You're right that the first usage of "sister (object)" was probably for ships. I can't find anything earlier.

We use 'she' to refer to something which we have so much affection for that it almost seems rude to refer to it as 'it'. A common usage today is people referring to their cars as if they were female.

When this usage first arose, men dominated society and certainly dominated both ship-building and seafaring. Men, generally, have an affinity for women and so its only natural that they would start to use the pronoun 'she' for something that they were similarly fond of. For long periods at sea, men might feel nurtured by their ship - a quality that we generally associate more with women.

It's possible the usage directly transferred from ships to companies but I see this as quite speculative.
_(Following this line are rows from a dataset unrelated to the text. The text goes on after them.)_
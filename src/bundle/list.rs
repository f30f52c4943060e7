// ============================================================================
// ripple-cells - Bundle Array Operations
// Mutating and non-mutating array routing for array bundles
// ============================================================================
//
// Mutating operations run inside a batch and update the length cell after
// the mutation; each one ripples the aggregate. Non-mutating operations read
// elements as tracked cell reads and the array-returning ones wrap their
// result in a fresh bundle.
//
// Every operation is a no-op (or empty result) on object bundles.
// ============================================================================

use std::cmp::Ordering;
use std::rc::Rc;

use crate::core::error::CellError;
use crate::core::value::Value;
use crate::primitives::cell::Cell;
use crate::reactivity::batching::{batch, fv, untracked};

use super::{Bundle, Members};

impl Bundle {
    // =========================================================================
    // MUTATING OPERATIONS
    // =========================================================================

    /// Append an element; returns the new length.
    pub fn push(&self, value: impl Into<Value>) -> usize {
        let value = value.into();
        if !self.is_array() {
            return 0;
        }
        batch(|| {
            let member = self.make_member_cell(value);
            let new_len = {
                let mut members = self.inner.members.borrow_mut();
                match &mut *members {
                    Members::Array { items, .. } => {
                        items.push(member);
                        items.len()
                    }
                    Members::Object(_) => 0,
                }
            };
            self.sync_length(new_len);
            self.touch_aggregate();
            new_len
        })
    }

    /// Remove and return the last element's plain value.
    pub fn pop(&self) -> Option<Value> {
        if !self.is_array() {
            return None;
        }
        batch(|| {
            let removed = {
                let mut members = self.inner.members.borrow_mut();
                match &mut *members {
                    Members::Array { items, .. } => items.pop(),
                    Members::Object(_) => None,
                }
            };
            let removed = removed.map(|member| untracked(|| super::plain_member(&member)));
            if removed.is_some() {
                let len = self.raw_len();
                self.sync_length(len);
                self.touch_aggregate();
            }
            removed
        })
    }

    /// Remove and return the first element's plain value.
    pub fn shift(&self) -> Option<Value> {
        if !self.is_array() {
            return None;
        }
        batch(|| {
            let removed = {
                let mut members = self.inner.members.borrow_mut();
                match &mut *members {
                    Members::Array { items, .. } if !items.is_empty() => {
                        Some(items.remove(0))
                    }
                    _ => None,
                }
            };
            let removed = removed.map(|member| untracked(|| super::plain_member(&member)));
            if removed.is_some() {
                let len = self.raw_len();
                self.sync_length(len);
                self.touch_aggregate();
            }
            removed
        })
    }

    /// Prepend an element; returns the new length.
    pub fn unshift(&self, value: impl Into<Value>) -> usize {
        let value = value.into();
        if !self.is_array() {
            return 0;
        }
        batch(|| {
            let member = self.make_member_cell(value);
            let new_len = {
                let mut members = self.inner.members.borrow_mut();
                match &mut *members {
                    Members::Array { items, .. } => {
                        items.insert(0, member);
                        items.len()
                    }
                    Members::Object(_) => 0,
                }
            };
            self.sync_length(new_len);
            self.touch_aggregate();
            new_len
        })
    }

    /// Replace a range with new elements; returns the removed plain values.
    pub fn splice(
        &self,
        start: usize,
        delete_count: usize,
        items: Vec<Value>,
    ) -> Vec<Value> {
        if !self.is_array() {
            return Vec::new();
        }
        batch(|| {
            let new_members: Vec<Cell> = items
                .into_iter()
                .map(|v| self.make_member_cell(v))
                .collect();
            let removed_cells: Vec<Cell> = {
                let mut members = self.inner.members.borrow_mut();
                match &mut *members {
                    Members::Array { items, .. } => {
                        let start = start.min(items.len());
                        let end = (start + delete_count).min(items.len());
                        items.splice(start..end, new_members).collect()
                    }
                    Members::Object(_) => Vec::new(),
                }
            };
            let removed = untracked(|| {
                removed_cells
                    .iter()
                    .map(super::plain_member)
                    .collect::<Vec<_>>()
            });
            let len = self.raw_len();
            self.sync_length(len);
            self.touch_aggregate();
            removed
        })
    }

    /// In-place sort by the string rendering of the plain values.
    pub fn sort(&self) -> &Self {
        self.sort_by(|a, b| a.to_string().cmp(&b.to_string()))
    }

    /// In-place sort with a comparator over plain values. Values move
    /// between indices; per-index member cells keep their identity.
    pub fn sort_by(&self, cmp: impl Fn(&Value, &Value) -> Ordering) -> &Self {
        if !self.is_array() {
            return self;
        }
        batch(|| {
            let cells = self.member_cells_raw();
            let raw: Vec<Value> = untracked(|| {
                cells
                    .iter()
                    .map(|c| c.rv().unwrap_or(Value::Null))
                    .collect()
            });
            let mut keyed: Vec<(Value, Value)> =
                raw.into_iter().map(|v| (plain_of(&v), v)).collect();
            keyed.sort_by(|a, b| cmp(&a.0, &b.0));

            for (index, (_key, value)) in keyed.into_iter().enumerate() {
                if let Some(member) = cells.get(index) {
                    self.assign_member(member, value);
                }
            }
            self.touch_aggregate();
        });
        self
    }

    // =========================================================================
    // NON-MUTATING OPERATIONS
    // =========================================================================

    /// Tracked plain values of all elements.
    pub(crate) fn plain_items(&self) -> Result<Vec<Value>, CellError> {
        let cells = self.member_cells_raw();
        let mut out = Vec::with_capacity(cells.len());
        for member in &cells {
            let value = member.rv()?;
            out.push(match value {
                Value::Bundle(b) => b.snapshot(),
                Value::Cell(c) => fv(&Value::Cell(c), true)?,
                other => other,
            });
        }
        Ok(out)
    }

    /// New bundle from `f` applied to each element.
    pub fn map(
        &self,
        f: impl Fn(&Value, usize) -> Value,
    ) -> Result<Bundle, CellError> {
        let items = self.plain_items()?;
        let mapped: Vec<Value> = items.iter().enumerate().map(|(i, v)| f(v, i)).collect();
        Ok(Bundle::new(Value::List(Rc::new(mapped)), self.shallow()))
    }

    /// New bundle of the elements passing `pred`.
    pub fn filter(
        &self,
        pred: impl Fn(&Value, usize) -> bool,
    ) -> Result<Bundle, CellError> {
        let items = self.plain_items()?;
        let kept: Vec<Value> = items
            .into_iter()
            .enumerate()
            .filter(|(i, v)| pred(v, *i))
            .map(|(_, v)| v)
            .collect();
        Ok(Bundle::new(Value::List(Rc::new(kept)), self.shallow()))
    }

    /// New bundle of this array followed by `other`'s elements.
    pub fn concat(&self, other: &Bundle) -> Result<Bundle, CellError> {
        let mut items = self.plain_items()?;
        items.extend(other.plain_items()?);
        Ok(Bundle::new(Value::List(Rc::new(items)), self.shallow()))
    }

    /// New bundle with nested lists flattened up to `depth`.
    pub fn flat(&self, depth: usize) -> Result<Bundle, CellError> {
        let items = self.plain_items()?;
        Ok(Bundle::new(
            Value::List(Rc::new(flatten(items, depth))),
            self.shallow(),
        ))
    }

    /// Map then flatten one level.
    pub fn flat_map(
        &self,
        f: impl Fn(&Value, usize) -> Value,
    ) -> Result<Bundle, CellError> {
        let items = self.plain_items()?;
        let mapped: Vec<Value> = items.iter().enumerate().map(|(i, v)| f(v, i)).collect();
        Ok(Bundle::new(
            Value::List(Rc::new(flatten(mapped, 1))),
            self.shallow(),
        ))
    }

    /// New bundle over the `start..end` subrange (`end` defaults to the
    /// length).
    pub fn slice(&self, start: usize, end: Option<usize>) -> Result<Bundle, CellError> {
        let items = self.plain_items()?;
        let end = end.unwrap_or(items.len()).min(items.len());
        let start = start.min(end);
        Ok(Bundle::new(
            Value::List(Rc::new(items[start..end].to_vec())),
            self.shallow(),
        ))
    }

    /// Element renderings joined with `sep`.
    pub fn join(&self, sep: &str) -> Result<String, CellError> {
        let items = self.plain_items()?;
        Ok(items
            .iter()
            .map(|v| v.to_string())
            .collect::<Vec<_>>()
            .join(sep))
    }

    /// New bundle with the elements reversed.
    pub fn to_reversed(&self) -> Result<Bundle, CellError> {
        let mut items = self.plain_items()?;
        items.reverse();
        Ok(Bundle::new(Value::List(Rc::new(items)), self.shallow()))
    }

    /// New sorted bundle (string-rendering order).
    pub fn to_sorted(&self) -> Result<Bundle, CellError> {
        self.to_sorted_by(|a, b| a.to_string().cmp(&b.to_string()))
    }

    /// New sorted bundle with a comparator.
    pub fn to_sorted_by(
        &self,
        cmp: impl Fn(&Value, &Value) -> Ordering,
    ) -> Result<Bundle, CellError> {
        let mut items = self.plain_items()?;
        items.sort_by(|a, b| cmp(a, b));
        Ok(Bundle::new(Value::List(Rc::new(items)), self.shallow()))
    }

    /// New bundle with a range replaced.
    pub fn to_spliced(
        &self,
        start: usize,
        delete_count: usize,
        replacement: Vec<Value>,
    ) -> Result<Bundle, CellError> {
        let mut items = self.plain_items()?;
        let start = start.min(items.len());
        let end = (start + delete_count).min(items.len());
        items.splice(start..end, replacement);
        Ok(Bundle::new(Value::List(Rc::new(items)), self.shallow()))
    }

    // =========================================================================
    // ARRAY INTROSPECTION
    // =========================================================================

    /// The element cells in order (the `_` surface for arrays).
    pub fn member_cells(&self) -> Vec<Cell> {
        if self.is_array() {
            self.member_cells_raw()
        } else {
            Vec::new()
        }
    }

    /// The array's length cell; None for object bundles.
    pub fn length_cell(&self) -> Option<Cell> {
        match &*self.inner.members.borrow() {
            Members::Array { length, .. } => Some(length.clone()),
            Members::Object(_) => None,
        }
    }
}

fn plain_of(value: &Value) -> Value {
    match value {
        Value::Bundle(b) => b.snapshot(),
        Value::Cell(c) => fv(&Value::Cell(c.clone()), true).unwrap_or(Value::Null),
        other => other.clone(),
    }
}

fn flatten(items: Vec<Value>, depth: usize) -> Vec<Value> {
    if depth == 0 {
        return items;
    }
    let mut out = Vec::with_capacity(items.len());
    for item in items {
        match item {
            Value::List(nested) => {
                out.extend(flatten(nested.as_ref().clone(), depth - 1))
            }
            other => out.push(other),
        }
    }
    out
}

// =============================================================================
// TESTS
// =============================================================================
It's a nice idea, though.

The first proper companies were formed to finance sea voyages. Each company was formed for a single ship voyage and dissolved at the end. Since the ship basically was the company, the usage of "she" for the ship transferred to the company itself. Thus we now have sister, daughter, etc. companies.

The user speedwell2

This is probably also at least partially a cultural thing. Other cultures do not necessarily want feminine qualities associated with their corporations. They would prefer for their companies to embody more traditionally masculine characteristics like strength and solidity. Supposedly in China companies are more often referred to as masculine, for example.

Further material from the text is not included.